In FIG. 1, a virtual machine #1 110 and a virtual machine #2 120 are virtual machines generated by means of a hypervisor 180 operating on a real machine 100. On the basis of the administration of an OS (operating system) 111 on virtual machine #1 110, a plurality of processes 112, 115 run in independent virtual address spaces. Virtual machine #2 120 is like virtual machine #1 110.

OS 111 prepares address translation tables 113, 116 with respect to the respective processes and administers virtual address spaces and physical address spaces of virtual machines for each process. It sets respective RIDs 114, 117 with respect to the address spaces.

Hypervisor 180 possesses virtual machine administrative information 181 and administers, for each virtual machine, VMIDs and memory locations in the real machine of the virtual machine physical address spaces.

The values set in TLB 101 present in real machine 100 are shadowed by means of the hypervisor so as to become address translation couples from virtual machines virtual addresses to real machine physical addresses. By means of TLB shadowing, a virtual address of a virtual machine is immediately translated to a physical address of the real machine, in case there is an address translation couple inside the TLB.

As for the value set in RID register 102, the hypervisor modifies it so as to add a VMID to a portion of the RIDs in order that the virtual address spaces of all the virtual machines become unique inside the TLB. This is called RID shadowing.

Two virtual machines have identical virtual address spaces with the RID being 00001, but this is shadowed by means of the hypervisor so as to add a VMID at the beginning of the RIDs and the RIDs are respectively distinguished as 10001 and 20001 within the TLBs. These translated RID values are called shadow RID values 103.

In FIG. 2, virtual addresses (hereinafter sometimes also expressed as “VA”) are taken to be 32 bits and RIDs are taken to be 20 bits (a notation [n:m] is used in order to express the portion from the nth bit to the mth bit of address values and the like).

The address translation page size is taken to be 4096 bytes, in which case VA[31:12] become the translation target bits of the address translation. The number of TLB entries is taken to be 256 entries, the consulted entry position in the address translation taken to be the eight bits value (the TLB entry address) obtained by an exclusive OR operation on the eight bits VA[19:12] and the eight bits RID[7:0].

If one calculates the TLB entry position corresponding to eight sets of RIDs and virtual addresses present within FIG. 1, the result is that three translations correspond to entry #2 and two translations correspond to entry #3. This is called a TLB entry conflict but, in this case, the result is that the address translation couple coming in first is overwritten and gets erased from the TLB, resulting in a reduction in performance.

In FIG. 3, the VMID is taken to be four bits and in the shadowing of the RID, the RID[19:16] portion is added to the VMID. At this point, there is added the manipulation of inverting the bits used in the TLB operation of the RID. Similarly, when the TLB entry position is calculated, it is identified that TLB entry conflicts are reduced.
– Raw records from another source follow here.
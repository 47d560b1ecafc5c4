//! # django-richenum-core
//!
//! Error types, settings, and logging shared by the django-richenum crates.
//!
//! ## Modules
//!
//! - [`error`] - Error types and result aliases
//! - [`settings`] - Settings and the global [`SETTINGS`] instance
//! - [`settings_loader`] - Loading settings from TOML, JSON, and the environment
//! - [`logging`] - Tracing-based logging integration

pub mod error;
pub mod logging;
pub mod settings;
pub mod settings_loader;

// Re-export the most commonly used types at the crate root.
pub use error::{DjangoError, DjangoResult, ValidationError};
pub use settings::{Settings, SETTINGS};
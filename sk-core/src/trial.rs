//! Randomized trial executor: plays one random game to its natural end.
//!
//! This module is the single place that drives a board through a game.

use rand::Rng;

use crate::board::{new_board, Board};
use crate::moves::{legal_moves_into, Move};

/// Default per-trial move cap. 32 pegs down to 1 needs 31 jumps, so the cap is
/// never reached by correct play.
pub const DEFAULT_MOVE_CAP: u32 = 32;

/// Why a trial stopped.
#[derive(Debug, Clone, Copy, PartialEq, Eq, Hash)]
pub enum EndReason {
    /// Exactly one peg left.
    Solved,
    /// No legal jump left and more than one peg on the board.
    Stuck,
    /// The move cap was hit while jumps were still available.
    MoveCap,
}

impl EndReason {
    pub fn as_str(self) -> &'static str {
        match self {
            EndReason::Solved => "solved",
            EndReason::Stuck => "stuck",
            EndReason::MoveCap => "move_cap",
        }
    }
}

/// Terminal state of one trial.
#[derive(Debug, Clone, Copy, PartialEq, Eq)]
pub struct TrialOutcome {
    pub board: Board,
    pub remaining: u32,
    pub moves_played: u32,
    pub end: EndReason,
}

impl TrialOutcome {
    pub fn solved(&self) -> bool {
        self.end == EndReason::Solved
    }
}

/// Receives every move a trial applies.
pub trait TrialSink {
    /// Called after `mv` was applied; `ply` counts from 0 and `board` is the
    /// resulting position.
    fn on_move(&mut self, ply: u32, mv: &Move, board: &Board);
}

impl TrialSink for () {
    #[inline]
    fn on_move(&mut self, _ply: u32, _mv: &Move, _board: &Board) {}
}

/// Records the move sequence.
impl TrialSink for Vec<Move> {
    fn on_move(&mut self, _ply: u32, mv: &Move, _board: &Board) {
        self.push(*mv);
    }
}

/// Play one trial from the initial layout with [`DEFAULT_MOVE_CAP`].
pub fn play_trial<R: Rng + ?Sized>(rng: &mut R) -> TrialOutcome {
    play_trial_from(&new_board(), DEFAULT_MOVE_CAP, rng)
}

/// Play one trial from `start` with an explicit move cap.
pub fn play_trial_from<R: Rng + ?Sized>(start: &Board, move_cap: u32, rng: &mut R) -> TrialOutcome {
    play_trial_with_sink(start, move_cap, rng, &mut ())
}

/// Play one trial, reporting each applied move to `sink`.
pub fn play_trial_with_sink<R, S>(
    start: &Board,
    move_cap: u32,
    rng: &mut R,
    sink: &mut S,
) -> TrialOutcome
where
    R: Rng + ?Sized,
    S: TrialSink + ?Sized,
{
    let mut board = *start;
    let mut moves = Vec::with_capacity(16);
    let mut played: u32 = 0;

    let stop = loop {
        legal_moves_into(&board, &mut moves);
        if moves.is_empty() {
            break EndReason::Stuck;
        }
        if played >= move_cap {
            break EndReason::MoveCap;
        }
        let mv = moves[rng.gen_range(0..moves.len())];
        board.apply_unchecked(&mv);
        sink.on_move(played, &mv, &board);
        played += 1;
    };

    let remaining = board.remaining_pegs();
    let end = if remaining == 1 {
        EndReason::Solved
    } else {
        stop
    };

    TrialOutcome {
        board,
        remaining,
        moves_played: played,
        end,
    }
}
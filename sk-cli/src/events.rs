//! Run events: search stats -> sk-logging event schemas.

use std::time::Instant;

use sk_logging::{
    now_ms, BatchProgressV1, EndReasonCountsV1, LogError, NdjsonWriter, RunFinishedV1,
    RunStartedV1, TrialSummaryV1, EVENT_SCHEMA_VERSION,
};
use sk_search::{EndReasonCounts, RunReport, RunStats, SearchObserver, SearchParams, TrialRecord};

pub fn trial_summary(r: &TrialRecord) -> TrialSummaryV1 {
    TrialSummaryV1 {
        index: r.index,
        seed: r.seed,
        remaining: r.outcome.remaining,
        moves_played: r.outcome.moves_played,
        end: r.outcome.end.as_str().to_string(),
        board: r.outcome.board.rows(),
    }
}

fn counts(c: &EndReasonCounts) -> EndReasonCountsV1 {
    EndReasonCountsV1 {
        solved: c.solved,
        stuck: c.stuck,
        move_cap: c.move_cap,
    }
}

pub fn run_started(p: &SearchParams, run_id: &str, config_hash: Option<String>) -> RunStartedV1 {
    RunStartedV1 {
        event: RunStartedV1::EVENT.to_string(),
        v: EVENT_SCHEMA_VERSION,
        ts_ms: now_ms(),
        run_id: run_id.to_string(),
        seed: p.seed,
        max_tries: p.max_tries,
        move_cap: p.move_cap,
        threads: p.threads,
        batch_size: p.batch_size,
        start_pegs: p.start.remaining_pegs(),
        config_hash,
    }
}

pub fn run_finished(r: &RunReport, run_id: &str) -> RunFinishedV1 {
    RunFinishedV1 {
        event: RunFinishedV1::EVENT.to_string(),
        v: EVENT_SCHEMA_VERSION,
        ts_ms: now_ms(),
        run_id: run_id.to_string(),
        seed: r.seed,
        tries: r.tries,
        solved: r.solved,
        end: r.end.as_str().to_string(),
        total_moves: r.total_moves,
        best: trial_summary(&r.best),
        worst: trial_summary(&r.worst),
        last: trial_summary(&r.last),
        end_reasons: counts(&r.end_reasons),
        remaining_histogram: r.remaining_histogram.clone(),
        elapsed_ms: r.elapsed.as_millis() as u64,
    }
}

/// Writes a `batch_progress` event every `every` batches.
///
/// Write errors can't abort the search, so the first one is kept and all
/// further writes are skipped; [`EventLog::finish`] hands it back.
pub struct EventLog {
    w: NdjsonWriter,
    run_id: String,
    every: u64,
    batches: u64,
    t0: Instant,
    err: Option<LogError>,
}

impl EventLog {
    pub fn new(w: NdjsonWriter, run_id: String, every: u64) -> Self {
        Self {
            w,
            run_id,
            every,
            batches: 0,
            t0: Instant::now(),
            err: None,
        }
    }

    pub fn started(&mut self, p: &SearchParams, config_hash: Option<String>) {
        let ev = run_started(p, &self.run_id, config_hash);
        self.write(&ev);
    }

    fn write<T: serde::Serialize>(&mut self, ev: &T) {
        if self.err.is_some() {
            return;
        }
        if let Err(e) = self.w.write_event(ev) {
            self.err = Some(e);
        }
    }

    /// Log the final event and flush.
    pub fn finish(mut self, r: &RunReport) -> Result<(), LogError> {
        let ev = run_finished(r, &self.run_id);
        self.write(&ev);
        if let Some(e) = self.err.take() {
            return Err(e);
        }
        self.w.flush()
    }
}

impl SearchObserver for EventLog {
    fn on_batch(&mut self, stats: &RunStats) {
        self.batches += 1;
        if self.every == 0 || self.batches % self.every != 0 {
            return;
        }
        let ev = BatchProgressV1 {
            event: BatchProgressV1::EVENT.to_string(),
            v: EVENT_SCHEMA_VERSION,
            ts_ms: now_ms(),
            run_id: self.run_id.clone(),
            tries: stats.tries,
            total_moves: stats.total_moves,
            best_remaining: stats.best.map(|r| r.outcome.remaining),
            worst_remaining: stats.worst.map(|r| r.outcome.remaining),
            end_reasons: counts(&stats.end_reasons),
            elapsed_ms: self.t0.elapsed().as_millis() as u64,
        };
        self.write(&ev);
    }
}

#[cfg(test)]
mod tests {
    use super::*;
    use sk_core::{Board, Pos};
    use sk_search::Searcher;

    fn isolated_params() -> SearchParams {
        SearchParams {
            start: Board::with_pegs(&[Pos::new(0, 2), Pos::new(6, 4)]).unwrap(),
            max_tries: 40,
            batch_size: 10,
            ..SearchParams::new(3)
        }
    }

    #[test]
    fn writes_started_progress_and_finished() {
        let dir = tempfile::tempdir().unwrap();
        let path = dir.path().join("events.ndjson");

        let p = isolated_params();
        let w = NdjsonWriter::open_append(&path).unwrap();
        let mut log = EventLog::new(w, "r1".to_string(), 2);
        log.started(&p, Some("h".to_string()));
        let report = Searcher::new(p).unwrap().run_observed(&mut log).unwrap();
        log.finish(&report).unwrap();

        let text = std::fs::read_to_string(&path).unwrap();
        let events: Vec<serde_json::Value> = text
            .lines()
            .map(|l| serde_json::from_str(l).unwrap())
            .collect();
        let names: Vec<&str> = events.iter().map(|e| e["event"].as_str().unwrap()).collect();
        assert_eq!(
            names,
            ["run_started", "batch_progress", "batch_progress", "run_finished"]
        );
        assert!(events.iter().all(|e| e["run_id"] == "r1"));
        assert_eq!(events[0]["start_pegs"], 2);
        assert_eq!(events[1]["tries"], 20);
        assert_eq!(events[2]["tries"], 40);
        assert_eq!(events[3]["end"], "try_budget_exhausted");
        assert_eq!(events[3]["remaining_histogram"]["2"], 40);
    }

    #[test]
    fn summary_carries_replay_keys() {
        let p = isolated_params();
        let r = Searcher::new(p).unwrap().run().unwrap();
        let s = trial_summary(&r.last);
        assert_eq!(s.index, 39);
        assert_eq!(s.seed, r.last.seed);
        assert_eq!(s.end, "stuck");
        assert_eq!(s.board.len(), 7);
    }
}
Next, in the foregoing, there was shown an example in which, by inverting the bits in the RID shadowing, TLB conflicts are reduced, and according to FIG. 4, it is explained that this method is effective generally.

In cases such as where the RIDs are used in ascending order, even though RID[0] changes often, it turns out that the higher-order bits of the RID do not change much. Moreover, in cases such as where a virtual address is also used on a contiguous page, VA[12] changes often, but it turns out that the higher-order bits indeed do not change.

In FIGS. 4A and 4B, there are shown cases in which this property has been considered in the calculation of a TLB entry position, the case where the RID bits do not change (401) being shown in FIG. 4A and the case where the RID bits are inverted (402) being shown in FIG. 4B. In FIGS. 4A and 4B, RID bits which change often are painted over in black.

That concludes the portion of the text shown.